_RECORDS SHOWN_:
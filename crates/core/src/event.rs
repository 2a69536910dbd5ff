// SPDX-License-Identifier: BUSL-1.1
// Copyright (c) 2026 Alfred Jean LLC

//! Typed event frames carried across instance boundaries.
//!
//! A logical event is one frame: START(arg_count) | arg × n | END. Frames
//! are serialized into an append-only [`EventBuffer`]; each instance owns a
//! [`Mailbox`] holding two buffers so enqueuers never block on drains.
//!
//! Values always cross by copy. There are no tables, functions, or live
//! interpreter references in a frame; the only by-reference escape hatch is
//! `Opaque`, a pointer-sized token the bus never dereferences or frees.

use thiserror::Error;

use parking_lot::Mutex;

/// One argument in a cross-thread event.
#[derive(Debug, Clone, PartialEq)]
pub enum EventArg {
    Nil,
    Boolean(bool),
    Integer(i64),
    Double(f64),
    /// Raw bytes; script strings are byte strings, not UTF-8.
    Str(Vec<u8>),
    /// Opaque pointer-sized token passed by explicit contract between
    /// sender and receiver. Not owned, not freed by the bus.
    Opaque(usize),
}

impl EventArg {
    pub fn str(s: impl Into<Vec<u8>>) -> Self {
        EventArg::Str(s.into())
    }

    /// Borrow the bytes if this is a `Str` argument.
    pub fn as_str_bytes(&self) -> Option<&[u8]> {
        match self {
            EventArg::Str(b) => Some(b),
            _ => None,
        }
    }
}

/// Decode-side frame protocol violations. Any of these is fatal to the
/// process: the sender wrote something the receiver cannot safely interpret.
#[derive(Debug, Error, PartialEq, Eq)]
pub enum FrameError {
    #[error("event frame truncated at offset {0}")]
    Truncated(usize),

    #[error("unknown event frame tag 0x{0:02x}")]
    BadTag(u8),

    #[error("event frame declared {declared} args, found {found}")]
    CountMismatch { declared: u32, found: u32 },

    #[error("event frame missing START tag")]
    MissingStart,

    #[error("event frame missing END tag")]
    MissingEnd,
}

const TAG_START: u8 = 0xF0;
const TAG_END: u8 = 0xF1;
const TAG_NIL: u8 = 0x00;
const TAG_BOOLEAN: u8 = 0x01;
const TAG_INTEGER: u8 = 0x02;
const TAG_DOUBLE: u8 = 0x03;
const TAG_STR: u8 = 0x04;
const TAG_OPAQUE: u8 = 0x05;

/// Append-only bump region holding serialized frames, with a parallel
/// frame index so readers can walk events in arrival order.
#[derive(Default)]
pub struct EventBuffer {
    bytes: Vec<u8>,
    frames: Vec<(usize, usize)>,
}

impl EventBuffer {
    pub fn new() -> Self {
        Self::default()
    }

    /// Serialize one START|args|END frame at the end of the region.
    pub fn push_frame(&mut self, args: &[EventArg]) {
        let start = self.bytes.len();
        self.bytes.push(TAG_START);
        self.bytes.extend_from_slice(&(args.len() as u32).to_le_bytes());
        for arg in args {
            encode_arg(&mut self.bytes, arg);
        }
        self.bytes.push(TAG_END);
        self.frames.push((start, self.bytes.len() - start));
    }

    pub fn frame_count(&self) -> usize {
        self.frames.len()
    }

    pub fn is_empty(&self) -> bool {
        self.frames.is_empty()
    }

    /// Clear contents, keeping allocated capacity for reuse.
    pub fn reset(&mut self) {
        self.bytes.clear();
        self.frames.clear();
    }

    /// Walk frames in order, decoding each into its argument list.
    pub fn iter(&self) -> impl Iterator<Item = Result<Vec<EventArg>, FrameError>> + '_ {
        self.frames.iter().map(move |&(off, len)| decode_frame(&self.bytes[off..off + len]))
    }
}

fn encode_arg(out: &mut Vec<u8>, arg: &EventArg) {
    match arg {
        EventArg::Nil => out.push(TAG_NIL),
        EventArg::Boolean(b) => {
            out.push(TAG_BOOLEAN);
            out.push(u8::from(*b));
        }
        EventArg::Integer(i) => {
            out.push(TAG_INTEGER);
            out.extend_from_slice(&i.to_le_bytes());
        }
        EventArg::Double(d) => {
            out.push(TAG_DOUBLE);
            out.extend_from_slice(&d.to_le_bytes());
        }
        EventArg::Str(bytes) => {
            out.push(TAG_STR);
            out.extend_from_slice(&(bytes.len() as u32).to_le_bytes());
            out.extend_from_slice(bytes);
        }
        EventArg::Opaque(p) => {
            out.push(TAG_OPAQUE);
            out.extend_from_slice(&(*p as u64).to_le_bytes());
        }
    }
}

fn decode_frame(buf: &[u8]) -> Result<Vec<EventArg>, FrameError> {
    let mut pos = 0usize;
    if take(buf, &mut pos, 1)?[0] != TAG_START {
        return Err(FrameError::MissingStart);
    }
    let declared = u32::from_le_bytes(take4(buf, &mut pos)?);
    let mut args = Vec::with_capacity(declared as usize);
    loop {
        let tag = take(buf, &mut pos, 1)?[0];
        match tag {
            TAG_END => break,
            TAG_NIL => args.push(EventArg::Nil),
            TAG_BOOLEAN => args.push(EventArg::Boolean(take(buf, &mut pos, 1)?[0] != 0)),
            TAG_INTEGER => args.push(EventArg::Integer(i64::from_le_bytes(take8(buf, &mut pos)?))),
            TAG_DOUBLE => args.push(EventArg::Double(f64::from_le_bytes(take8(buf, &mut pos)?))),
            TAG_STR => {
                let len = u32::from_le_bytes(take4(buf, &mut pos)?) as usize;
                args.push(EventArg::Str(take(buf, &mut pos, len)?.to_vec()));
            }
            TAG_OPAQUE => {
                args.push(EventArg::Opaque(u64::from_le_bytes(take8(buf, &mut pos)?) as usize));
            }
            other => return Err(FrameError::BadTag(other)),
        }
        if args.len() > declared as usize {
            return Err(FrameError::CountMismatch { declared, found: args.len() as u32 });
        }
    }
    if args.len() != declared as usize {
        return Err(FrameError::CountMismatch { declared, found: args.len() as u32 });
    }
    Ok(args)
}

fn take<'a>(buf: &'a [u8], pos: &mut usize, n: usize) -> Result<&'a [u8], FrameError> {
    let end = pos.checked_add(n).ok_or(FrameError::Truncated(*pos))?;
    if end > buf.len() {
        return Err(FrameError::Truncated(*pos));
    }
    let slice = &buf[*pos..end];
    *pos = end;
    Ok(slice)
}

fn take4(buf: &[u8], pos: &mut usize) -> Result<[u8; 4], FrameError> {
    let s = take(buf, pos, 4)?;
    Ok([s[0], s[1], s[2], s[3]])
}

fn take8(buf: &[u8], pos: &mut usize) -> Result<[u8; 8], FrameError> {
    let s = take(buf, pos, 8)?;
    Ok([s[0], s[1], s[2], s[3], s[4], s[5], s[6], s[7]])
}

/// Per-instance inbox: a receive buffer enqueuers append to and a spare the
/// drainer swaps in, both behind one event mutex. The drain walk itself runs
/// with the lock released, so senders only ever contend on the append.
#[derive(Default)]
pub struct Mailbox {
    inner: Mutex<MailboxInner>,
}

#[derive(Default)]
struct MailboxInner {
    receive: EventBuffer,
    spare: EventBuffer,
}

impl Mailbox {
    pub fn new() -> Self {
        Self::default()
    }

    /// Copy one event frame into the receive buffer.
    pub fn push(&self, args: &[EventArg]) {
        self.inner.lock().receive.push_frame(args);
    }

    /// Exchange receive and spare buffers, returning the filled one to walk
    /// without holding the lock. Give it back with [`Mailbox::recycle`].
    pub fn swap(&self) -> EventBuffer {
        let mut inner = self.inner.lock();
        let spare = std::mem::take(&mut inner.spare);
        std::mem::replace(&mut inner.receive, spare)
    }

    /// Return a drained buffer so its capacity is reused by the next swap.
    pub fn recycle(&self, mut buf: EventBuffer) {
        buf.reset();
        self.inner.lock().spare = buf;
    }

    pub fn pending_frames(&self) -> usize {
        self.inner.lock().receive.frame_count()
    }
}

#[cfg(test)]
#[path = "event_tests.rs"]
mod tests;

_TASK PROMPT_:
Reproduce exactly the section above that begins at the line containing "frame truncated at" and ends at the line containing "const TAG_INTEGER: u8 = 0x02;", leaving out all other lines.

_ANSWER TO THE EXERCISE_:
    #[error("event frame truncated at offset {0}")]
    Truncated(usize),

    #[error("unknown event frame tag 0x{0:02x}")]
    BadTag(u8),

    #[error("event frame declared {declared} args, found {found}")]
    CountMismatch { declared: u32, found: u32 },

    #[error("event frame missing START tag")]
    MissingStart,

    #[error("event frame missing END tag")]
    MissingEnd,
}

const TAG_START: u8 = 0xF0;
const TAG_END: u8 = 0xF1;
const TAG_NIL: u8 = 0x00;
const TAG_BOOLEAN: u8 = 0x01;
const TAG_INTEGER: u8 = 0x02;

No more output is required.